Google has announced 'Android Wear', a new extension of Android to power smart watches (it also realised some teaser renders of Motorola smart watches that are due for this summer). The Wear concept is that smart watches are remote touch displays for an Android smartphone. They will show the time, accept touch and voice input, display the Google Now feed and they will display all the notifications that apps on your phone produce. Developers have options (which will be enhanced in future) to customise how the notifications their phone apps produce behave on the watch. But they don't get native code at all - the developer isn't running code on the watch, really. The device is really an extension of the phone's Android OS itself, not an extension of your app. 

In effect, the watch is a device for using Google Now and cards that apps on the phone send to it. 

Now contrast this with the rumours of a new Apple 'Healthbook' app. I hate speculating upon Apple rumours, because they could come true next week, next year or never, but they provoke an interesting idea. 
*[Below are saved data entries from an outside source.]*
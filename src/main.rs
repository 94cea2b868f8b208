use clap::{error::ErrorKind, CommandFactory, Parser};
use crossterm::{
    event::{DisableFocusChange, EnableFocusChange},
    execute,
    terminal::{disable_raw_mode, enable_raw_mode, EnterAlternateScreen, LeaveAlternateScreen},
    tty::IsTty,
};
use log::{info, warn};
use paceclock::{
    app::{wall_clock_ms, App, Control},
    app_dirs::AppDirs,
    config::{FileSettingsStore, Mode, Settings, SettingsStore},
    cue::CuePlayer,
    export::CsvExporter,
    runtime::{ClockEventSource, CrosstermEventSource, FixedTicker, Runner, Ticker},
    ui,
};
use ratatui::{
    backend::{Backend, CrosstermBackend},
    Terminal,
};
use std::{
    error::Error,
    fs::OpenOptions,
    io::{self, stdin},
    path::PathBuf,
};

/// analog lap and interval timer for the terminal
#[derive(Parser, Debug, Clone)]
#[clap(
    version,
    about,
    long_about = "An analog workout clock: a lap timer with rest tracking and CSV export, and an interval timer with countdown, work and rest phases and audible cues."
)]
pub struct Cli {
    /// timer to open with (remembered for next time)
    #[clap(short = 'm', long, value_enum)]
    mode: Option<Mode>,

    /// interval countdown in seconds
    #[clap(long)]
    countdown: Option<u32>,

    /// interval work phase in seconds
    #[clap(short = 'w', long)]
    work: Option<u32>,

    /// interval rest phase in seconds
    #[clap(short = 'r', long)]
    rest: Option<u32>,

    /// number of interval rounds
    #[clap(short = 'n', long, conflicts_with = "infinite")]
    rounds: Option<u32>,

    /// run interval rounds until stopped
    #[clap(long)]
    infinite: bool,

    /// disable interval cues
    #[clap(long)]
    mute: bool,

    /// cue volume in percent
    #[clap(long, value_parser = clap::value_parser!(u8).range(0..=100))]
    volume: Option<u8>,

    /// name used for the exported lap history
    #[clap(long)]
    session_name: Option<String>,

    /// directory exports are written to
    #[clap(long)]
    export_dir: Option<PathBuf>,

    /// settings file to use instead of the default location
    #[clap(long)]
    config: Option<PathBuf>,
}

impl Cli {
    /// Fold command-line overrides into the settings. Returns true when
    /// anything changed.
    fn apply(&self, settings: &mut Settings) -> bool {
        let before = settings.clone();
        if let Some(mode) = self.mode {
            settings.current_mode = mode;
        }
        let interval = &mut settings.interval_timer;
        if let Some(secs) = self.countdown {
            interval.countdown = secs;
        }
        if let Some(secs) = self.work {
            interval.work_time = secs;
        }
        if let Some(secs) = self.rest {
            interval.rest_time = secs;
        }
        if let Some(rounds) = self.rounds {
            interval.total_rounds = Some(rounds);
        }
        if self.infinite {
            interval.total_rounds = None;
        }
        if self.mute {
            interval.beep_enabled = false;
        }
        if let Some(volume) = self.volume {
            interval.volume = volume;
        }
        *settings = settings.clone().sanitized();
        *settings != before
    }

    fn store(&self) -> FileSettingsStore {
        match &self.config {
            Some(path) => FileSettingsStore::with_path(path),
            None => FileSettingsStore::new(),
        }
    }
}

fn init_logging() {
    let mut builder = env_logger::Builder::from_default_env();
    builder.filter_level(log::LevelFilter::Info);

    if let Some(path) = AppDirs::log_path() {
        let file = path
            .parent()
            .map_or(Ok(()), std::fs::create_dir_all)
            .and_then(|_| OpenOptions::new().create(true).append(true).open(&path));
        match file {
            Ok(file) => {
                builder.target(env_logger::Target::Pipe(Box::new(file)));
            }
            Err(e) => eprintln!("could not open log file {}: {e}", path.display()),
        }
    }
    let _ = builder.try_init();
}

#[cfg(feature = "audio")]
fn cue_player() -> Box<dyn CuePlayer> {
    match paceclock::cue::TonePlayer::try_new() {
        Ok(player) => Box::new(player),
        Err(e) => {
            warn!("{e}; falling back to the terminal bell");
            Box::new(paceclock::cue::TerminalBell::new())
        }
    }
}

#[cfg(not(feature = "audio"))]
fn cue_player() -> Box<dyn CuePlayer> {
    Box::new(paceclock::cue::TerminalBell::new())
}

fn main() -> Result<(), Box<dyn Error>> {
    let cli = Cli::parse();

    if !stdin().is_tty() {
        let mut cmd = Cli::command();
        cmd.error(ErrorKind::Io, "stdin must be a tty").exit();
    }

    init_logging();

    let store = cli.store();
    let mut settings = store.load();
    if cli.apply(&mut settings) {
        if let Err(e) = store.save(&settings) {
            warn!("failed to persist command-line settings: {e}");
        }
    }
    info!("starting in {:?} mode", settings.current_mode);

    let mut app = App::new(settings, Box::new(store))
        .with_player(cue_player())
        .with_session_name(cli.session_name.clone());
    if let Some(dir) = &cli.export_dir {
        app = app.with_exporter(Box::new(CsvExporter::new(dir)));
    }

    enable_raw_mode()?;

    let mut stdout = io::stdout();
    execute!(stdout, EnterAlternateScreen, EnableFocusChange)?;
    let backend = CrosstermBackend::new(stdout);
    let mut terminal = Terminal::new(backend)?;

    let runner = Runner::new(CrosstermEventSource::new(), FixedTicker::default());
    let result = start_tui(&mut terminal, &mut app, &runner);

    app.release_wake_lock();
    disable_raw_mode()?;
    execute!(
        terminal.backend_mut(),
        DisableFocusChange,
        LeaveAlternateScreen
    )?;
    terminal.show_cursor()?;

    result
}

fn start_tui<B: Backend, E: ClockEventSource, T: Ticker>(
    terminal: &mut Terminal<B>,
    app: &mut App,
    runner: &Runner<E, T>,
) -> Result<(), Box<dyn Error>> {
    let now = wall_clock_ms();
    terminal.draw(|f| ui::draw(app, f, now))?;

    loop {
        let event = runner.step();
        let now = wall_clock_ms();
        if app.handle_event(event, now) == Control::Quit {
            info!("quit requested");
            return Ok(());
        }
        terminal.draw(|f| ui::draw(app, f, now))?;
    }
}

#[cfg(test)]
mod tests {
    use super::*;
    use clap::Parser;
    use std::path::Path;

    #[test]
    fn test_cli_default_values() {
        let cli = Cli::parse_from(["paceclock"]);

        assert_eq!(cli.mode, None);
        assert_eq!(cli.countdown, None);
        assert_eq!(cli.rounds, None);
        assert!(!cli.infinite);
        assert!(!cli.mute);
        assert_eq!(cli.volume, None);
        assert_eq!(cli.config, None);
    }

    #[test]
    fn test_cli_mode() {
        let cli = Cli::parse_from(["paceclock", "--mode", "interval-timer"]);
        assert_eq!(cli.mode, Some(Mode::IntervalTimer));

        let cli = Cli::parse_from(["paceclock", "-m", "lap-timer"]);
        assert_eq!(cli.mode, Some(Mode::LapTimer));
    }

    #[test]
    fn test_cli_interval_durations() {
        let cli = Cli::parse_from(["paceclock", "-w", "40", "-r", "20", "--countdown", "3"]);
        assert_eq!(cli.work, Some(40));
        assert_eq!(cli.rest, Some(20));
        assert_eq!(cli.countdown, Some(3));
    }

    #[test]
    fn test_cli_rounds_conflict_with_infinite() {
        let res = Cli::try_parse_from(["paceclock", "--rounds", "4", "--infinite"]);
        assert!(res.is_err());
    }

    #[test]
    fn test_cli_volume_range() {
        let cli = Cli::parse_from(["paceclock", "--volume", "100"]);
        assert_eq!(cli.volume, Some(100));
        assert!(Cli::try_parse_from(["paceclock", "--volume", "101"]).is_err());
    }

    #[test]
    fn test_apply_without_overrides_changes_nothing() {
        let cli = Cli::parse_from(["paceclock"]);
        let mut settings = Settings::default();
        assert!(!cli.apply(&mut settings));
        assert_eq!(settings, Settings::default());
    }

    #[test]
    fn test_apply_overrides() {
        let cli = Cli::parse_from([
            "paceclock",
            "--mode",
            "interval-timer",
            "-w",
            "45",
            "-n",
            "8",
            "--mute",
            "--volume",
            "30",
        ]);
        let mut settings = Settings::default();
        assert!(cli.apply(&mut settings));
        assert_eq!(settings.current_mode, Mode::IntervalTimer);
        assert_eq!(settings.interval_timer.work_time, 45);
        assert_eq!(settings.interval_timer.total_rounds, Some(8));
        assert!(!settings.interval_timer.beep_enabled);
        assert_eq!(settings.interval_timer.volume, 30);
    }

    #[test]
    fn test_apply_infinite_clears_rounds() {
        let cli = Cli::parse_from(["paceclock", "--infinite"]);
        let mut settings = Settings::default();
        settings.interval_timer.total_rounds = Some(5);
        assert!(cli.apply(&mut settings));
        assert_eq!(settings.interval_timer.total_rounds, None);
    }

    #[test]
    fn test_apply_zero_work_falls_back_to_default() {
        let cli = Cli::parse_from(["paceclock", "-w", "0"]);
        let mut settings = Settings::default();
        cli.apply(&mut settings);
        assert_eq!(
            settings.interval_timer.work_time,
            Settings::default().interval_timer.work_time
        );
    }

    #[test]
    fn test_config_flag_selects_store_path() {
        let cli = Cli::parse_from(["paceclock", "--config", "/tmp/pace.json"]);
        assert_eq!(cli.store().path(), Path::new("/tmp/pace.json"));
    }
}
Suppose, for the sake of argument, that Apple does indeed plan a health app that's card-based, somewhat like Passbook. What would happen when you buy and turn on a blood pressure monitor that is certified for 'Healthbook'? Well, one would expect that Apple would use the Bluetooth LE auto discovery that's already in iOS7 to detect it automatically and tell you. And then, suppose it offers to install the Healthbook card to manage it (either from iTunes or from the device itself) - an HTML/Javascript package that runs in the Healthbook sandbox in some way. Suppose it does the same for any sensor you might buy? Then Apple has created a zero-setup platform for personal health devices. No apps, no native code, no app store, no configuration at all.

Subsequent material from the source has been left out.